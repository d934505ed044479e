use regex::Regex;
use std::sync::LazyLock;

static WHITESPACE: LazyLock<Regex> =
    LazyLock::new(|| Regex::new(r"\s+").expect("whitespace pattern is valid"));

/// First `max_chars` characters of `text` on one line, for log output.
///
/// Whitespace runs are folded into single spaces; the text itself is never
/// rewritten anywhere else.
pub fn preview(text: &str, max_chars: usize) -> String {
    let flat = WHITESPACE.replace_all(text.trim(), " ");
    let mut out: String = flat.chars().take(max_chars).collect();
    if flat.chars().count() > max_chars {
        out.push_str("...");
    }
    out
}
————————
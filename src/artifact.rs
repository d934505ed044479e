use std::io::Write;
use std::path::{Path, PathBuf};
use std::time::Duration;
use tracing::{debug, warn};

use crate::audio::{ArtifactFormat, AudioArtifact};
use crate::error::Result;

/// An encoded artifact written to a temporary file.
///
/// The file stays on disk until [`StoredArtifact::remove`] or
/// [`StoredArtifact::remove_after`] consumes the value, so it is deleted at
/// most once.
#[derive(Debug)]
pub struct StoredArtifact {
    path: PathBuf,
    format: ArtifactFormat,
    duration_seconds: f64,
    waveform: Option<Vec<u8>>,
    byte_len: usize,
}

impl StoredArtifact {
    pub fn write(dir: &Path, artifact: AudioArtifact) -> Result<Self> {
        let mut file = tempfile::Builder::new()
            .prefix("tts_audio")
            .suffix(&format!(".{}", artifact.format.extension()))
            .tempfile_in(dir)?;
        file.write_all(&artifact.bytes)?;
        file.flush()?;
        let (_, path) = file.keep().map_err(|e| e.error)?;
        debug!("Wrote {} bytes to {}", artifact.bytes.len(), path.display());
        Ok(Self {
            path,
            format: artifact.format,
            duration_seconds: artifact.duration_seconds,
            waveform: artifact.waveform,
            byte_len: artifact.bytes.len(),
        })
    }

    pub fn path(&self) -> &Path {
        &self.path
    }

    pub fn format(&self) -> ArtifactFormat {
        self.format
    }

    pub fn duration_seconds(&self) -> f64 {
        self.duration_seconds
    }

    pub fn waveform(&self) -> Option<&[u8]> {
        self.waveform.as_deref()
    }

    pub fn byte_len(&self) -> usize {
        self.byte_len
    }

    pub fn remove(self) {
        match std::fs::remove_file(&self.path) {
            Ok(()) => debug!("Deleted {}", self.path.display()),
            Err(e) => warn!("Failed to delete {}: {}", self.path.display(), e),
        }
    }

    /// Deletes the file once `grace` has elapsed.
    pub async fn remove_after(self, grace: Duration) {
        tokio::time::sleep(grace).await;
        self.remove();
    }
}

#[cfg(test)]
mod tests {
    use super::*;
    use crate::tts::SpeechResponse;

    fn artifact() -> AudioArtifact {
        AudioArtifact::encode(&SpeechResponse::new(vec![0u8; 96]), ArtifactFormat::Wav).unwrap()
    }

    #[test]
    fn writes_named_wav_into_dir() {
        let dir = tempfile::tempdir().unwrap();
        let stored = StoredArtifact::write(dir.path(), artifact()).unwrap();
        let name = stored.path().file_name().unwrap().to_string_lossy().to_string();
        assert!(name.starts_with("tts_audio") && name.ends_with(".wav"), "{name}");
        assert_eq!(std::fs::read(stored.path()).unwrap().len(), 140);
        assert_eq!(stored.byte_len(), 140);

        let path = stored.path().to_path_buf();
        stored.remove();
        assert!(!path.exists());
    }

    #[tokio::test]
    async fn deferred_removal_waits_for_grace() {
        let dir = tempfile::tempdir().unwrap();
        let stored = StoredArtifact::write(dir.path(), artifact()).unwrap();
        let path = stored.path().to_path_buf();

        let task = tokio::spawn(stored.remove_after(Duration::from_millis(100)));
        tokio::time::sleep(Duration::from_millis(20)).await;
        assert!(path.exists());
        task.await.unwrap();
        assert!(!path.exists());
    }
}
————————
* Instructions for the task: List the lines of the entries that include "tokio".

* The answer:
        tokio::time::sleep(grace).await;
    #[tokio::test]
        let task = tokio::spawn(stored.remove_after(Duration::from_millis(100)));
        tokio::time::sleep(Duration::from_millis(20)).await;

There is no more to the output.